Stored data entries
════

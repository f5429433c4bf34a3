//! Store paths.
//!
//! A `StorePath` addresses one node in the document tree. Segments are
//! validated against the store's key rules at construction time so a
//! caller-supplied identifier can never splice extra levels into a path
//! or smuggle in reserved characters.

use shared_types::StoreError;
use std::fmt;

/// Characters the store forbids in keys.
const FORBIDDEN: &[char] = &['.', '$', '#', '[', ']', '/'];

/// A validated slash-joined path into the document tree.
#[derive(Debug, Clone, Default, PartialEq, Eq, Hash)]
pub struct StorePath {
    segments: Vec<String>,
}

impl StorePath {
    /// The tree root.
    pub fn root() -> Self {
        Self::default()
    }

    /// Append one validated segment.
    pub fn child(mut self, segment: impl Into<String>) -> Result<Self, StoreError> {
        let segment = segment.into();
        if segment.is_empty()
            || segment.contains(FORBIDDEN)
            || segment.chars().any(char::is_control)
        {
            return Err(StoreError::InvalidPath(segment));
        }
        self.segments.push(segment);
        Ok(self)
    }

    /// The path segments, outermost first.
    pub fn segments(&self) -> &[String] {
        &self.segments
    }

    pub fn is_root(&self) -> bool {
        self.segments.is_empty()
    }
}

impl fmt::Display for StorePath {
    fn fmt(&self, f: &mut fmt::Formatter<'_>) -> fmt::Result {
        write!(f, "{}", self.segments.join("/"))
    }
}
//! Wallet mutator: the only code that changes a diamond balance.

use crate::paths;
use arena_store::{DocumentStore, TxnDecision, TxnOutcome};
use serde_json::Value;
use shared_types::{DiamondAmount, WorkflowError};
use std::sync::Arc;
use tracing::debug;

/// Applies signed balance deltas to `users/{uid}/wallet/greenDiamondBalance`.
///
/// Credits use the store's commutative increment and need no read. Debits
/// run inside the store's single-key optimistic transaction so that two
/// concurrent deductions can never both succeed against one fee's worth of
/// balance.
#[derive(Clone)]
pub struct WalletService {
    store: Arc<dyn DocumentStore>,
}

impl WalletService {
    pub fn new(store: Arc<dyn DocumentStore>) -> Self {
        Self { store }
    }

    /// Atomic additive credit. Safe under arbitrary concurrency.
    pub async fn credit(
        &self,
        user_id: &str,
        amount: DiamondAmount,
    ) -> Result<(), WorkflowError> {
        let balance = paths::balance(user_id)?;
        self.store.increment(&balance, amount).await?;
        debug!(user_id, amount, "wallet credited");
        Ok(())
    }

    /// Conditional deduction: read, compute `current - amount`, commit only
    /// if unchanged since the read. Aborts without writing when the result
    /// would be negative. Absent or malformed balances count as 0.
    pub async fn debit(
        &self,
        user_id: &str,
        amount: DiamondAmount,
    ) -> Result<(), WorkflowError> {
        let balance = paths::balance(user_id)?;
        let outcome = self
            .store
            .conditional_update(&balance, &|current| {
                let available = current.and_then(Value::as_i64).unwrap_or(0);
                if available < amount {
                    TxnDecision::Abort
                } else {
                    TxnDecision::Commit(Value::from(available - amount))
                }
            })
            .await?;

        match outcome {
            TxnOutcome::Committed { .. } => {
                debug!(user_id, amount, "wallet debited");
                Ok(())
            }
            TxnOutcome::Aborted => Err(WorkflowError::InsufficientFunds),
        }
    }
}

#[cfg(test)]
mod tests {
    use super::*;
    use arena_store::MemoryStore;
    use serde_json::json;

    fn service() -> (Arc<MemoryStore>, WalletService) {
        let store = Arc::new(MemoryStore::new());
        let wallet = WalletService::new(store.clone());
        (store, wallet)
    }

    async fn balance_of(store: &MemoryStore, uid: &str) -> i64 {
        store
            .snapshot(&paths::balance(uid).unwrap())
            .unwrap()
            .and_then(|v| v.as_i64())
            .unwrap_or(0)
    }

    #[tokio::test]
    async fn test_credit_creates_wallet_on_demand() {
        let (store, wallet) = service();
        wallet.credit("u1", 10).await.unwrap();
        wallet.credit("u1", 5).await.unwrap();
        assert_eq!(balance_of(&store, "u1").await, 15);
    }

    #[tokio::test]
    async fn test_debit_happy_path() {
        let (store, wallet) = service();
        store
            .seed(&paths::balance("u1").unwrap(), json!(100))
            .unwrap();
        wallet.debit("u1", 40).await.unwrap();
        assert_eq!(balance_of(&store, "u1").await, 60);
    }

    #[tokio::test]
    async fn test_debit_never_goes_negative() {
        let (store, wallet) = service();
        store
            .seed(&paths::balance("u1").unwrap(), json!(30))
            .unwrap();
        let err = wallet.debit("u1", 31).await.unwrap_err();
        assert!(matches!(err, WorkflowError::InsufficientFunds));
        assert_eq!(balance_of(&store, "u1").await, 30, "rejection must not write");
    }

    #[tokio::test]
    async fn test_debit_against_absent_wallet() {
        let (_, wallet) = service();
        let err = wallet.debit("ghost", 1).await.unwrap_err();
        assert!(matches!(err, WorkflowError::InsufficientFunds));
    }

    #[tokio::test]
    async fn test_exact_balance_debits_to_zero() {
        let (store, wallet) = service();
        store
            .seed(&paths::balance("u1").unwrap(), json!(50))
            .unwrap();
        wallet.debit("u1", 50).await.unwrap();
        assert_eq!(balance_of(&store, "u1").await, 0);
    }

    #[tokio::test]
    async fn test_concurrent_debits_cannot_double_spend() {
        let (store, wallet) = service();
        store
            .seed(&paths::balance("u1").unwrap(), json!(50))
            .unwrap();

        let a = {
            let wallet = wallet.clone();
            tokio::spawn(async move { wallet.debit("u1", 50).await })
        };
        let b = {
            let wallet = wallet.clone();
            tokio::spawn(async move { wallet.debit("u1", 50).await })
        };
        let results = [a.await.unwrap(), b.await.unwrap()];

        let successes = results.iter().filter(|r| r.is_ok()).count();
        assert_eq!(successes, 1, "only one deduction may win");
        assert_eq!(balance_of(&store, "u1").await, 0);
    }
}
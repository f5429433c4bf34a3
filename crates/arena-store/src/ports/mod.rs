//! The document-store port.
//!
//! Workflows hold an `Arc<dyn DocumentStore>` and never see an adapter
//! type. The trait surface is the store's native primitive set and nothing
//! more; cross-key atomicity in particular is *not* offered, because the
//! backing store does not have it.

use crate::domain::path::StorePath;
use async_trait::async_trait;
use serde_json::{Map, Value};
use shared_types::StoreError;

/// Sentinel value understood by [`DocumentStore::append_child`]: any field
/// whose value is exactly this string is replaced with the generated child
/// key at write time, letting a record embed its own key in a single write.
pub const CHILD_KEY: &str = "$key";

/// Result of applying the caller's closure inside a conditional update.
pub enum TxnDecision {
    /// Write this value if the node is unchanged since the read.
    Commit(Value),
    /// Leave the node untouched and stop.
    Abort,
}

/// Outcome of a conditional update that did not error.
#[derive(Debug, Clone, PartialEq, Eq)]
pub enum TxnOutcome {
    /// The value was committed.
    Committed { new_value: Value },
    /// The caller's closure aborted; nothing was written.
    Aborted,
}

/// Closure applied to the current node value inside a conditional update.
/// May run more than once if the commit loses the compare-and-set race.
pub type UpdateFn<'a> = &'a (dyn Fn(Option<&Value>) -> TxnDecision + Send + Sync);

/// The injected storage-port interface.
#[async_trait]
pub trait DocumentStore: Send + Sync {
    /// Point read. `None` for an absent (or null) node.
    async fn get(&self, path: &StorePath) -> Result<Option<Value>, StoreError>;

    /// Partial-field update: merge `fields` into the object at `path`,
    /// creating it if absent. Server-value placeholders (`{".sv": ...}`)
    /// are resolved by the store.
    async fn patch(&self, path: &StorePath, fields: Map<String, Value>)
        -> Result<(), StoreError>;

    /// Atomic commutative increment of the numeric leaf at `path`
    /// (absent counts as 0). Safe under arbitrary concurrent increments.
    async fn increment(&self, path: &StorePath, delta: i64) -> Result<(), StoreError>;

    /// Append `value` under a freshly generated, time-ordered child key of
    /// `path` and return that key. See [`CHILD_KEY`] for key embedding.
    async fn append_child(&self, path: &StorePath, value: Value) -> Result<String, StoreError>;

    /// Single-key optimistic read-modify-write: read the node, apply the
    /// closure, and commit only if the stored value has not changed since
    /// the read; retry on conflict up to the configured bound.
    async fn conditional_update(
        &self,
        path: &StorePath,
        apply: UpdateFn<'_>,
    ) -> Result<TxnOutcome, StoreError>;

    /// Indexed equality query: children of `path` whose `child_key` field
    /// equals `equals`, in key order.
    async fn query_equal(
        &self,
        path: &StorePath,
        child_key: &str,
        equals: &str,
    ) -> Result<Vec<(String, Value)>, StoreError>;

    /// Placeholder the store resolves to its own clock at write time.
    /// Callers use this instead of their local clock for every persisted
    /// timestamp, avoiding clock-skew ordering bugs.
    fn server_timestamp(&self) -> Value;
}
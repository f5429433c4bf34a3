//! Wire DTOs for the HTTP API.
//!
//! Request fields are `Option` so presence checks stay in the handlers and
//! produce the exact messages the mobile client matches on, rather than a
//! framework rejection.

use serde::{Deserialize, Serialize};
use shared_types::TournamentSummary;

/// `POST /api/claim-reward`
#[derive(Debug, Deserialize)]
pub struct ClaimRewardRequest {
    #[serde(default)]
    pub uid: Option<String>,
}

/// `POST /api/redeem-referral`
#[derive(Debug, Deserialize)]
pub struct RedeemReferralRequest {
    #[serde(default)]
    pub code: Option<String>,
    #[serde(rename = "userId", default)]
    pub user_id: Option<String>,
}

/// `POST /api/join-tournament`
#[derive(Debug, Deserialize)]
pub struct JoinTournamentRequest {
    #[serde(rename = "userId", default)]
    pub user_id: Option<String>,
    #[serde(rename = "tournamentId", default)]
    pub tournament_id: Option<String>,
}

/// Envelope for message-only successes.
#[derive(Debug, Serialize)]
pub struct MessageResponse {
    pub success: bool,
    pub message: String,
}

impl MessageResponse {
    pub fn ok(message: impl Into<String>) -> Self {
        Self {
            success: true,
            message: message.into(),
        }
    }
}

/// Envelope for the tournament listing.
#[derive(Debug, Serialize)]
pub struct TournamentsResponse {
    pub success: bool,
    pub data: Vec<TournamentSummary>,
}

/// `GET /health`
#[derive(Debug, Serialize)]
pub struct HealthResponse {
    pub status: &'static str,
}
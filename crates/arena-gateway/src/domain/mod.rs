//! Domain types for the gateway: configuration, errors, wire DTOs.

pub mod config;
pub mod error;
pub mod types;

pub use config::GatewayConfig;
pub use error::{ApiError, GatewayError};
pub use types::*;
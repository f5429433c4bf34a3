//! Middleware stack for the gateway.
//!
//! Layer order: Request → CORS → Trace → Timeout → BodyLimit → Handler.

pub mod cors;

pub use cors::create_cors_layer;
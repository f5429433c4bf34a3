//! In-memory implementation of `DocumentStore` for testing.
//!
//! Holds the whole document tree as one `serde_json::Value` behind an
//! `RwLock`. The write lock is held across a conditional update, which
//! makes the read-modify-write genuinely atomic: interleaved tasks observe
//! the same semantics the hosted store's transaction primitive provides,
//! minus the retries.

use crate::adapters::{now_millis, push_key, substitute_child_key};
use crate::domain::path::StorePath;
use crate::ports::{DocumentStore, TxnDecision, TxnOutcome, UpdateFn};
use async_trait::async_trait;
use serde_json::{Map, Value};
use shared_types::StoreError;
use std::sync::RwLock;

/// In-memory document tree.
pub struct MemoryStore {
    tree: RwLock<Value>,
}

impl MemoryStore {
    pub fn new() -> Self {
        Self {
            tree: RwLock::new(Value::Object(Map::new())),
        }
    }

    /// Test helper: place `value` at `path`, resolving server values.
    pub fn seed(&self, path: &StorePath, value: Value) -> Result<(), StoreError> {
        let mut tree = self.tree.write().map_err(|_| lock_poisoned())?;
        let node = entry(&mut tree, path);
        let mut value = value;
        resolve_server_values(&mut value, Some(&*node), now_millis());
        *node = value;
        Ok(())
    }

    /// Test helper: snapshot of the node at `path`.
    pub fn snapshot(&self, path: &StorePath) -> Result<Option<Value>, StoreError> {
        let tree = self.tree.read().map_err(|_| lock_poisoned())?;
        Ok(lookup(&tree, path).cloned())
    }
}

impl Default for MemoryStore {
    fn default() -> Self {
        Self::new()
    }
}

#[async_trait]
impl DocumentStore for MemoryStore {
    async fn get(&self, path: &StorePath) -> Result<Option<Value>, StoreError> {
        let tree = self.tree.read().map_err(|_| lock_poisoned())?;
        Ok(lookup(&tree, path).cloned())
    }

    async fn patch(
        &self,
        path: &StorePath,
        fields: Map<String, Value>,
    ) -> Result<(), StoreError> {
        let mut tree = self.tree.write().map_err(|_| lock_poisoned())?;
        let node = entry(&mut tree, path);
        if !node.is_object() {
            *node = Value::Object(Map::new());
        }
        let now = now_millis();
        // Take the target map apart so each incoming field can be resolved
        // against the value it replaces.
        if let Value::Object(target) = node {
            for (key, mut value) in fields {
                resolve_server_values(&mut value, target.get(&key), now);
                target.insert(key, value);
            }
        }
        Ok(())
    }

    async fn increment(&self, path: &StorePath, delta: i64) -> Result<(), StoreError> {
        let mut tree = self.tree.write().map_err(|_| lock_poisoned())?;
        let node = entry(&mut tree, path);
        let current = node.as_i64().unwrap_or(0);
        *node = Value::from(current + delta);
        Ok(())
    }

    async fn append_child(&self, path: &StorePath, value: Value) -> Result<String, StoreError> {
        let key = push_key();
        let mut value = value;
        substitute_child_key(&mut value, &key);
        resolve_server_values(&mut value, None, now_millis());

        let child_path = path.clone().child(&key)?;
        let mut tree = self.tree.write().map_err(|_| lock_poisoned())?;
        *entry(&mut tree, &child_path) = value;
        Ok(key)
    }

    async fn conditional_update(
        &self,
        path: &StorePath,
        apply: UpdateFn<'_>,
    ) -> Result<TxnOutcome, StoreError> {
        // The write lock spans read + apply + commit, so the compare-and-set
        // can never lose a race here; one attempt always suffices.
        let mut tree = self.tree.write().map_err(|_| lock_poisoned())?;
        let current = lookup(&tree, path).cloned();
        match apply(current.as_ref()) {
            TxnDecision::Abort => Ok(TxnOutcome::Aborted),
            TxnDecision::Commit(new_value) => {
                *entry(&mut tree, path) = new_value.clone();
                Ok(TxnOutcome::Committed { new_value })
            }
        }
    }

    async fn query_equal(
        &self,
        path: &StorePath,
        child_key: &str,
        equals: &str,
    ) -> Result<Vec<(String, Value)>, StoreError> {
        let tree = self.tree.read().map_err(|_| lock_poisoned())?;
        let Some(Value::Object(children)) = lookup(&tree, path) else {
            return Ok(Vec::new());
        };
        Ok(children
            .iter()
            .filter(|(_, child)| {
                child.get(child_key).and_then(Value::as_str) == Some(equals)
            })
            .map(|(key, child)| (key.clone(), child.clone()))
            .collect())
    }

    fn server_timestamp(&self) -> Value {
        serde_json::json!({ ".sv": "timestamp" })
    }
}

fn lock_poisoned() -> StoreError {
    StoreError::Unavailable("store lock poisoned".into())
}

/// Resolve the node at `path`, treating null as absent.
fn lookup<'a>(root: &'a Value, path: &StorePath) -> Option<&'a Value> {
    let mut node = root;
    for segment in path.segments() {
        node = node.get(segment)?;
    }
    if node.is_null() {
        None
    } else {
        Some(node)
    }
}

/// Resolve the node at `path` for writing, creating intermediate objects.
fn entry<'a>(root: &'a mut Value, path: &StorePath) -> &'a mut Value {
    let mut node = root;
    for segment in path.segments() {
        if !node.is_object() {
            *node = Value::Object(Map::new());
        }
        node = match node {
            Value::Object(map) => map.entry(segment.as_str()).or_insert(Value::Null),
            _ => unreachable!("coerced to object above"),
        };
    }
    node
}

/// Resolve `{".sv": ...}` placeholders the way the hosted store would:
/// `"timestamp"` becomes the store clock, `{"increment": n}` becomes the
/// existing numeric value plus n.
fn resolve_server_values(value: &mut Value, existing: Option<&Value>, now: i64) {
    if let Some(marker) = server_value(value) {
        *value = match marker {
            ServerValue::Timestamp => Value::from(now),
            ServerValue::Increment(delta) => {
                let base = existing.and_then(Value::as_i64).unwrap_or(0);
                Value::from(base + delta)
            }
        };
        return;
    }
    if let Value::Object(map) = value {
        for (key, child) in map.iter_mut() {
            resolve_server_values(child, existing.and_then(|e| e.get(key)), now);
        }
    }
}

enum ServerValue {
    Timestamp,
    Increment(i64),
}

fn server_value(value: &Value) -> Option<ServerValue> {
    let map = value.as_object()?;
    if map.len() != 1 {
        return None;
    }
    match map.get(".sv")? {
        Value::String(s) if s == "timestamp" => Some(ServerValue::Timestamp),
        Value::Object(inner) => inner
            .get("increment")
            .and_then(Value::as_i64)
            .map(ServerValue::Increment),
        _ => None,
    }
}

════

- _PROBLEM_
Filter the lines above, keeping and copying those that contain "rejection".

- _WRITTEN ANSWER_
        assert_eq!(balance_of(&store, "u1").await, 30, "rejection must not write");
//! framework rejection.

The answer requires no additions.